En soupirant, Boromir s'assit sur son lit. Pour ajouter à son hésitation, il menait en ces jours une vie si belle et si confortable à Minas Tirith qu'il n'avait guère envie de l'abandonner pour un voyage hasardeux. Sous le soleil de cette fin d'été, les murs de la Cité Blanche brillaient de mille feux. La cité d'Osgiliath avait tout juste été reconquise sous son commandement, pour la gloire du Gondor. Les récoltes avaient été bonnes, les fruits mûrs à point, et les belles de Minas Tirith se disputaient les faveurs du héros d'Osgiliath ...
On frappa à la porte de la chambre, et un domestique apparut dans l'entrebâillement :
— Seigneur Boromir, une dame est ici pour vous voir.
— Qui donc ?
— Elle ne ...
Mais la dame en question ne laissa pas le temps au pauvre homme de finir sa phrase, le bousculant pour forcer l'entrée dans la chambre, et claquant la lourde porte derrière elle. Grande et élégante, toute de bleu sombre vêtue depuis son voile jusqu'à ses gants, elle portait un panier d'osier dont un linge blanc cachait le contenu. Fière comme une tour de garde, elle fulminait manifestement, les narines pincées et les mains crispées sur l'anse du panier.
— Nérébée ! s'exclama Boromir en se relevant dès l'entrée de la jeune femme. Mais que fais-tu ici ?
— Tu oses le demander, traître ! rugit-elle en réponse.
— Que se passe-t-il ? demanda Boromir d'un ton plus précautionneux.
— Ah, chien, comme si tu l'ignorais ! N'a-t-on pas assez ri de moi dans toute la Cité, ces derniers mois ? Au moins autant que l'on m'avait enviée auparavant, j'en suis sûre !

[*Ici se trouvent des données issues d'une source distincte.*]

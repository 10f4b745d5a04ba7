/**
 * Apex class units: parse through the warm-up-gated service, then compile
 * the tree into ambient declarations with alignment.
 */
use crate::apex::declaration::DeclarationCompiler;
use crate::apex::service::{ApexParserService, ParserServiceError};
use crate::component::{CompiledUnit, SourceUnit};
use crate::error::ConvertError;
use crate::logging::Logger;

pub fn convert(
    unit: &SourceUnit,
    apex: &ApexParserService,
    logger: &dyn Logger,
) -> Result<CompiledUnit, ConvertError> {
    let parsed = apex.parse(&unit.content).map_err(|err| match err {
        ParserServiceError::NotReady(readiness) => ConvertError::NotReady { readiness },
        ParserServiceError::Syntax(source) => ConvertError::Parse {
            path: unit.path.clone(),
            source,
        },
    })?;
    let (declaration_text, alignment) = DeclarationCompiler::new(logger)
        .compile(&parsed, false)
        .map_err(|err| ConvertError::structural(&unit.path, err.0))?;
    Ok(CompiledUnit::new(unit, declaration_text, alignment))
}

— Mais de quoi parles-tu, personne ne s'est moqué de toi. Du moins n'ai-je rien entendu dire à ton sujet.
— Pour cela, il aurait fallu que tu t'intéresses encore à moi, pendard, chien que tu es !
— Cesse de me parler sur ce ton ! rétorqua Boromir en tentant de raffermir son autorité. Tu me dois le respect.
— Le respect ? répéta-t-elle avec ironie. Ah, il est beau le fils de l'Intendant ! Mais tu as raison, je ne devrais pas t'appeler chien, car un chien est plus fidèle que tu ne le fus jamais. Quand je pense à tout ce que tu m'as fait souffrir ! Tu m'as séduite alors que je ne t'avais rien demandé, tu m'as fait renoncer à une vie paisible au sein de mon foyer, et tu ne m'as élevée à l'honneur d'être ta favorite que pour mieux me rejeter dans la boue de ton mépris dès que tu t'es lassé de moi ! Et tout ça pour quoi ? Pour une autre, une vulgaire jeunette aux cheveux de paille ! D'ailleurs, qu'as-tu fait d'elle à présent ? A-t-elle passé son heure de gloire, elle aussi ?
— Nérébée, je ...
— Tais-toi ; je ne veux plus de tes belles paroles, l'arrêta Nérébée en se détournant, des larmes dans la voix.
— Je te demande pardon, si c'est ce que tu es venue chercher.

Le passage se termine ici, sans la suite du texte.